Collected data
***

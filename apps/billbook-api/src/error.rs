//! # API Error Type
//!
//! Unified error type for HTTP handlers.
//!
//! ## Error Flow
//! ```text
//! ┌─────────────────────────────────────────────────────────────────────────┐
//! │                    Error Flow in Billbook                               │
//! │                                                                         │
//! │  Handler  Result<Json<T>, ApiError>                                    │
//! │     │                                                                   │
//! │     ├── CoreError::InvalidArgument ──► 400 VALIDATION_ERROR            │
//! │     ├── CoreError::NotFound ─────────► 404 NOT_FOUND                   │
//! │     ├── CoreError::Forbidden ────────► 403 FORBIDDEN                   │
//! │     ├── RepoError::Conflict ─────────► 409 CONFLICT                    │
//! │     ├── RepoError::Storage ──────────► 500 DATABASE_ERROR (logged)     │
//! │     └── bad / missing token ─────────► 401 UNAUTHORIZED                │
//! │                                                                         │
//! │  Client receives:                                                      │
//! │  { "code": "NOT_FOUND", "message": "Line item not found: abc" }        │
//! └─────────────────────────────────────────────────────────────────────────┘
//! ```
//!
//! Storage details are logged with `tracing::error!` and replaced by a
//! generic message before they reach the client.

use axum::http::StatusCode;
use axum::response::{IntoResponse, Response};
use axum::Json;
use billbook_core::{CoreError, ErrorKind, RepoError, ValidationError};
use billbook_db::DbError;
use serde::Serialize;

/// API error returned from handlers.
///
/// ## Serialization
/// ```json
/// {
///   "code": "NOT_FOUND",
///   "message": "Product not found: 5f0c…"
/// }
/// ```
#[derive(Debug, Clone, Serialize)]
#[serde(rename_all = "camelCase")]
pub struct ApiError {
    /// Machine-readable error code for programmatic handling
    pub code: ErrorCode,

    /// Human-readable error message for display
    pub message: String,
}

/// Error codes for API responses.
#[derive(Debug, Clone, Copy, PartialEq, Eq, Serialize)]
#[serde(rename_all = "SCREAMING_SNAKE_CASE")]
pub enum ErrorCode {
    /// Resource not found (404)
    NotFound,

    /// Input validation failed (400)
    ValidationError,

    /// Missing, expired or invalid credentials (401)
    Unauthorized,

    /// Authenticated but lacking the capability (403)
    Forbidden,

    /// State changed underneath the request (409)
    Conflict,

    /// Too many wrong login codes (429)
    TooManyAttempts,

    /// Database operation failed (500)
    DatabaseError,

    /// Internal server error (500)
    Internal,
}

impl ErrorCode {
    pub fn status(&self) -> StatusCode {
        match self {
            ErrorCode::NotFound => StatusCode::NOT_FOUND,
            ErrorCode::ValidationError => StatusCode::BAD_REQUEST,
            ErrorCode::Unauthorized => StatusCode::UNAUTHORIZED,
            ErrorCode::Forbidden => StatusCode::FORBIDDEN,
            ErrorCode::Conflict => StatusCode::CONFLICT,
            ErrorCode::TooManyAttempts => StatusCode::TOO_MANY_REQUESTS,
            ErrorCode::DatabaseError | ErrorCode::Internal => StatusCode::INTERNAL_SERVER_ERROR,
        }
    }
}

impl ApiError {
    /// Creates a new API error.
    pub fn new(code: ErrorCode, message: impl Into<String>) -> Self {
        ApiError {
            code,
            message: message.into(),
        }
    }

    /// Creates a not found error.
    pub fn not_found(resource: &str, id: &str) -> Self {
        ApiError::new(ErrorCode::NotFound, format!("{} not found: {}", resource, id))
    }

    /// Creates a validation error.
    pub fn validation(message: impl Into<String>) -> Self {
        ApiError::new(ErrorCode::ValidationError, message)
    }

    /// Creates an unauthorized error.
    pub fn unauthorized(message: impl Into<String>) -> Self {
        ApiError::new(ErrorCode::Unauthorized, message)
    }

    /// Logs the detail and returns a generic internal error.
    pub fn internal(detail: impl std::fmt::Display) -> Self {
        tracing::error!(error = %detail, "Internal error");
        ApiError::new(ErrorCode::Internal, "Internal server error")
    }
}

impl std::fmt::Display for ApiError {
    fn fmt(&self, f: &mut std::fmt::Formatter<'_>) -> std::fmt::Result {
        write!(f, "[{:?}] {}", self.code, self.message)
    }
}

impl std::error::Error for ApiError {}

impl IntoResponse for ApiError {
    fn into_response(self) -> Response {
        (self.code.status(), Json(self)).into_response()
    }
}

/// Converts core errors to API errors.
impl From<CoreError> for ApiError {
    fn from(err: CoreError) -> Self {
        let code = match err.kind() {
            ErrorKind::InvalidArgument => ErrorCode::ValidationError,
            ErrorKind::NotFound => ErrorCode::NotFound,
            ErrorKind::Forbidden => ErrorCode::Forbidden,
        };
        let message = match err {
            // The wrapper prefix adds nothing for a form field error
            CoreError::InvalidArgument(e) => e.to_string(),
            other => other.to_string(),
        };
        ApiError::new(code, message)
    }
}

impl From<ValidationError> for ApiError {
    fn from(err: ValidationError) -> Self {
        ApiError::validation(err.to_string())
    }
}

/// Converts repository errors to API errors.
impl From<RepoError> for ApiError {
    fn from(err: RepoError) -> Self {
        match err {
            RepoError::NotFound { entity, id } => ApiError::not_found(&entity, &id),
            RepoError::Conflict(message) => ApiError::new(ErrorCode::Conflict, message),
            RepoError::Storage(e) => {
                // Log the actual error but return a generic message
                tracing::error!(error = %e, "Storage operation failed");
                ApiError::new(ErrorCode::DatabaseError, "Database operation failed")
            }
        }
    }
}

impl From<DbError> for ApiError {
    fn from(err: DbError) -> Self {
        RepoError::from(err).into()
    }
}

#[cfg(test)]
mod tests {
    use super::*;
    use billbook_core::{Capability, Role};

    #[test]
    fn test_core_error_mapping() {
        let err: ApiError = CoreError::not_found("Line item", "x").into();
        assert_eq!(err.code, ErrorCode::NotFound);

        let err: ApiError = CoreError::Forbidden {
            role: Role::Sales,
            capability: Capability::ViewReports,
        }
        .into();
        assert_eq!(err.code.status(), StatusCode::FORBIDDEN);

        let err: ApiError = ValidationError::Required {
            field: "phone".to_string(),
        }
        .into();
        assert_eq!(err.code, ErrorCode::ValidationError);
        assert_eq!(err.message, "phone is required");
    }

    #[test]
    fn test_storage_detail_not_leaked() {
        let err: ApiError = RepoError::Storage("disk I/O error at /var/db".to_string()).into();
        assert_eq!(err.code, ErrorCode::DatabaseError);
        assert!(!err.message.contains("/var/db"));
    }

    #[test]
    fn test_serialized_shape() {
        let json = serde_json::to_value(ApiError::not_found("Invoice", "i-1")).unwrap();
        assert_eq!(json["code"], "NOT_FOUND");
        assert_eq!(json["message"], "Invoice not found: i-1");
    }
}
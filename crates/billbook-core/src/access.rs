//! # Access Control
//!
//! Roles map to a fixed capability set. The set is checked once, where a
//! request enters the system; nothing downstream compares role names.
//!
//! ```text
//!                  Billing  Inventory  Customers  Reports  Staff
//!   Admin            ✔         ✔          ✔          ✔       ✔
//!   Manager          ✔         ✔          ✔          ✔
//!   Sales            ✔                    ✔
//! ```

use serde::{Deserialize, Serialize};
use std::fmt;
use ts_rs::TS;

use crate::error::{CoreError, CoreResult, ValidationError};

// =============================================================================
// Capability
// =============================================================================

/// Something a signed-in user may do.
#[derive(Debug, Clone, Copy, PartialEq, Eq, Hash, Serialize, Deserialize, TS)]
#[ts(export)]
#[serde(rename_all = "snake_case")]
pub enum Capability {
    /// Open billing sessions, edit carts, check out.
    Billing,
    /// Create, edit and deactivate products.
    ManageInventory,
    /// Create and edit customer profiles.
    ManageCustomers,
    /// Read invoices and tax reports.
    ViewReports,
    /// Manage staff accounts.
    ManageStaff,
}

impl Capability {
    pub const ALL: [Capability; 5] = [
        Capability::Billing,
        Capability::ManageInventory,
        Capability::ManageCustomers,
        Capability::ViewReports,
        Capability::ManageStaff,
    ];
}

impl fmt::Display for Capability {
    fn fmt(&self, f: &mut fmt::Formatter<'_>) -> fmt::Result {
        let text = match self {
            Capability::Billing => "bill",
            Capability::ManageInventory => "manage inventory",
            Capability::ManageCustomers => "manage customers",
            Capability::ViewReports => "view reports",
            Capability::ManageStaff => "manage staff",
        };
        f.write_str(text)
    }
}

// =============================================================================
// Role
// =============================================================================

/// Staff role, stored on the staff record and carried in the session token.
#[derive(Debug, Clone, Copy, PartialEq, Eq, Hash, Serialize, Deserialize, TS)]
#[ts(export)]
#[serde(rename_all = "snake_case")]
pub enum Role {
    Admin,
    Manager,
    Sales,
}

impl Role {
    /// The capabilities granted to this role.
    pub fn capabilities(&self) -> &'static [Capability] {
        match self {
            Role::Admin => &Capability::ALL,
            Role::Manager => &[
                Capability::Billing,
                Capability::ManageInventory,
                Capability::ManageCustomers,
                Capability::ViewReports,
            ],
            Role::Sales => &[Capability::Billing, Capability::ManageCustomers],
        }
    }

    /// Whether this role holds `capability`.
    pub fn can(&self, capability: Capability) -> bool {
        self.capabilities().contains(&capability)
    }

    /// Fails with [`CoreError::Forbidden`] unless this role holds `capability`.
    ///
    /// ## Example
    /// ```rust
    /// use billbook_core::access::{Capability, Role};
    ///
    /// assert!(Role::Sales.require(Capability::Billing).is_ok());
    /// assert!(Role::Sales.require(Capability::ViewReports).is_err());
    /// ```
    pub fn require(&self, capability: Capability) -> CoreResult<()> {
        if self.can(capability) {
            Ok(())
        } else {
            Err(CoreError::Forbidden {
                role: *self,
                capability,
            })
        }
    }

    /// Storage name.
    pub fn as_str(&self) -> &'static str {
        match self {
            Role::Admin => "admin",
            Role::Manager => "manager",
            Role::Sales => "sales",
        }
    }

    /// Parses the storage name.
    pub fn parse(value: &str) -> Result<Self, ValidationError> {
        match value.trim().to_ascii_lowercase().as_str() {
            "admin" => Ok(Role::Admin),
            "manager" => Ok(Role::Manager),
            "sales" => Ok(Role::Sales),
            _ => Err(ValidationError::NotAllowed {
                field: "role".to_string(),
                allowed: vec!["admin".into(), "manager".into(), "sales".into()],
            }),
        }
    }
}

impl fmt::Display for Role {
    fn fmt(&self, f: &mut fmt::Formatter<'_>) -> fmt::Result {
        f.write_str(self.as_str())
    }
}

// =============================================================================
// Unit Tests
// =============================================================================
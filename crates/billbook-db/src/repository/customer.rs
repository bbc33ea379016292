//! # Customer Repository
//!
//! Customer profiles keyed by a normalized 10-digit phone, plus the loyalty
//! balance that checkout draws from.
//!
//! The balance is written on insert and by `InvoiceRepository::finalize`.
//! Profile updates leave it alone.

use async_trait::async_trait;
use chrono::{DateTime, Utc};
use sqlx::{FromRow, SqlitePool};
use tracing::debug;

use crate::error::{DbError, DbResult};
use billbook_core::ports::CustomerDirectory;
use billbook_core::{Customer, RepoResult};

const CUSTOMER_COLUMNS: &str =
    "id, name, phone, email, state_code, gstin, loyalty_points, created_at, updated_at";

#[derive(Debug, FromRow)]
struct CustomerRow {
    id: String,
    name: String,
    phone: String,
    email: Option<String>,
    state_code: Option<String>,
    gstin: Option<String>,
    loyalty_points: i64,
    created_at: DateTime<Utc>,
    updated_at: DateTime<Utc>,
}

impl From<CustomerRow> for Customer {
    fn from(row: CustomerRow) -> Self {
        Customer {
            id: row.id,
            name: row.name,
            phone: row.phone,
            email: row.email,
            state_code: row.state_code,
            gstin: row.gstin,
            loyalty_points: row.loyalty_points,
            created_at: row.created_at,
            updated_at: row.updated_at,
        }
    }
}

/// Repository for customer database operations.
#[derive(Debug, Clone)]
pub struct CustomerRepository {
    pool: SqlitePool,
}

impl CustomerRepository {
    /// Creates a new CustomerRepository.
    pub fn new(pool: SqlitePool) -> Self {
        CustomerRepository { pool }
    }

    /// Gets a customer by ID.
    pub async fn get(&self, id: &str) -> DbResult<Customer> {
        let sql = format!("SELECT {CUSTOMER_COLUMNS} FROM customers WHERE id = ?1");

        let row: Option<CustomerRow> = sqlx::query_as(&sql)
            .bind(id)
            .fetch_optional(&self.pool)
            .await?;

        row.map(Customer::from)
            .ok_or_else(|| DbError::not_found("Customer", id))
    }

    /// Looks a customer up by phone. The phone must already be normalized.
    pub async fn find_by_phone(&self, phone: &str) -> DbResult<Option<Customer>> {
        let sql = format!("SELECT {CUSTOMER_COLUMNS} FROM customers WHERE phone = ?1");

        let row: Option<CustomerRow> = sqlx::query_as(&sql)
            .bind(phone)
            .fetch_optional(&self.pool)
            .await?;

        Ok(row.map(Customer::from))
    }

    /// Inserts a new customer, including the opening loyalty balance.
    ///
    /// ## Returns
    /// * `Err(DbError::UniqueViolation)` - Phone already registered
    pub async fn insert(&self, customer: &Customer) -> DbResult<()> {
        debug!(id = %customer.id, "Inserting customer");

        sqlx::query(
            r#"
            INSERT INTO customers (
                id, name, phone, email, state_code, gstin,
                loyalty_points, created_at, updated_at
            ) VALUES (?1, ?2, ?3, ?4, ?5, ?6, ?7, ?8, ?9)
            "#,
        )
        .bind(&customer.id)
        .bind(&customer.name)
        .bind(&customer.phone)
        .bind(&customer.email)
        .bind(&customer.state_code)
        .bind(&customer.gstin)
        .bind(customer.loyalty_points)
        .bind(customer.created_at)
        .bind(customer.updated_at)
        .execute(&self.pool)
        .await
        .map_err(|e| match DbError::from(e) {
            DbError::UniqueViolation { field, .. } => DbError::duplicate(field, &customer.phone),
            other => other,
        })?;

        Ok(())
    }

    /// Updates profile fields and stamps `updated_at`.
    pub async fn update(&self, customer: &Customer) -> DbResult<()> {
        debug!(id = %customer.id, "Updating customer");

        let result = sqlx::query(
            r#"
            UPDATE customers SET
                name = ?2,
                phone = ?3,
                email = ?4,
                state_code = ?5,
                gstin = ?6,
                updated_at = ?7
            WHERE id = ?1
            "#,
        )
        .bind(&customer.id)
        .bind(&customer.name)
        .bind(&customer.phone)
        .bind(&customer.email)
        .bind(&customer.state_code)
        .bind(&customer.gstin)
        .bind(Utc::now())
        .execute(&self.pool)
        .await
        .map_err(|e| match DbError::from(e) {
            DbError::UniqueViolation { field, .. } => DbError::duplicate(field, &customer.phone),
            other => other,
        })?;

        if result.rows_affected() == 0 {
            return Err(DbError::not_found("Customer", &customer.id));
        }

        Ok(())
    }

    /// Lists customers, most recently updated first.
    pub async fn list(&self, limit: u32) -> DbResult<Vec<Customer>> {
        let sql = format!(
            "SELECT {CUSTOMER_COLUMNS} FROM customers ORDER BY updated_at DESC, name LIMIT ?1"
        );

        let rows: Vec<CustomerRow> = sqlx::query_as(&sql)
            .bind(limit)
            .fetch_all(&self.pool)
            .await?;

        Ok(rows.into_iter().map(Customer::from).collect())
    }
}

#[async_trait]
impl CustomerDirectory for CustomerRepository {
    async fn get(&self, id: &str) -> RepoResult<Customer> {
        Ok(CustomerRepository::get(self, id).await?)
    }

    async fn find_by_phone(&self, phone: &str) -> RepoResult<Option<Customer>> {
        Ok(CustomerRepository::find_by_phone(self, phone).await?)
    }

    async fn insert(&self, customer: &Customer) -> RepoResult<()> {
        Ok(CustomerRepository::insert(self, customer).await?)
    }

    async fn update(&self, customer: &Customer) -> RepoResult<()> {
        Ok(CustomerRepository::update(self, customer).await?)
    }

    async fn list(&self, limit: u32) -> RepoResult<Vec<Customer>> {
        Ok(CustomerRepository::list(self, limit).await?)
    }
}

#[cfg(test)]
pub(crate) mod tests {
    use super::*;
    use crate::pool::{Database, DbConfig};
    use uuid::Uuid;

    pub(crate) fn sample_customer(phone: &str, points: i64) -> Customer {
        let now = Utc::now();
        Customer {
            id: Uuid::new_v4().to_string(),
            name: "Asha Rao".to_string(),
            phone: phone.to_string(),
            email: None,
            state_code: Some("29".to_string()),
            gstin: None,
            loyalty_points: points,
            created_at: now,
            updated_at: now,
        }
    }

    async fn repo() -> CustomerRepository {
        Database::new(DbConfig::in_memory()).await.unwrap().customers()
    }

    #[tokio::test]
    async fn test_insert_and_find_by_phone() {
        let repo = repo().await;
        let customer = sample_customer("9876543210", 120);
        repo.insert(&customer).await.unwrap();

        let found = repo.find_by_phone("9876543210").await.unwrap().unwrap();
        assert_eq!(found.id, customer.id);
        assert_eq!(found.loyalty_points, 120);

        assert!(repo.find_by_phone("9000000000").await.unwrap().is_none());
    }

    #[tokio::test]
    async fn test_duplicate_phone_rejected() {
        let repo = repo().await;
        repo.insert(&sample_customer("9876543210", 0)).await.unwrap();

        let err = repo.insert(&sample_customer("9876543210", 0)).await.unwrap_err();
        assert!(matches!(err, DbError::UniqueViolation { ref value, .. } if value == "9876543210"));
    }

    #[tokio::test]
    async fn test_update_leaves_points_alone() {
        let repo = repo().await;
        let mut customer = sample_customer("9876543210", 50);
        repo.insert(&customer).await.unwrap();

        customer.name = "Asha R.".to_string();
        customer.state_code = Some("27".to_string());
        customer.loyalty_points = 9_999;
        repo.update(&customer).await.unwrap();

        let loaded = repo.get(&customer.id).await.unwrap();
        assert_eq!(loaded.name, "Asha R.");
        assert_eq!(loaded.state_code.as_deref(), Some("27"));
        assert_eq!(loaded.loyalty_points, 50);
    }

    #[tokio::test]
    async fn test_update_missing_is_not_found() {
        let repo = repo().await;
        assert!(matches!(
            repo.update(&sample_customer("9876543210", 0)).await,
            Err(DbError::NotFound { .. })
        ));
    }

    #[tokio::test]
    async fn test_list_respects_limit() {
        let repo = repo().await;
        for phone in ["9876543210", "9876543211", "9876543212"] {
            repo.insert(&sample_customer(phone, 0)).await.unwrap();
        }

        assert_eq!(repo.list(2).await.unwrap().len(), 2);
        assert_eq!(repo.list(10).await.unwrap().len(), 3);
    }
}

***

All lines of the entries above where "enum" turns up should be reported.

pub enum ErrorCode {
pub enum Capability {
pub enum Role {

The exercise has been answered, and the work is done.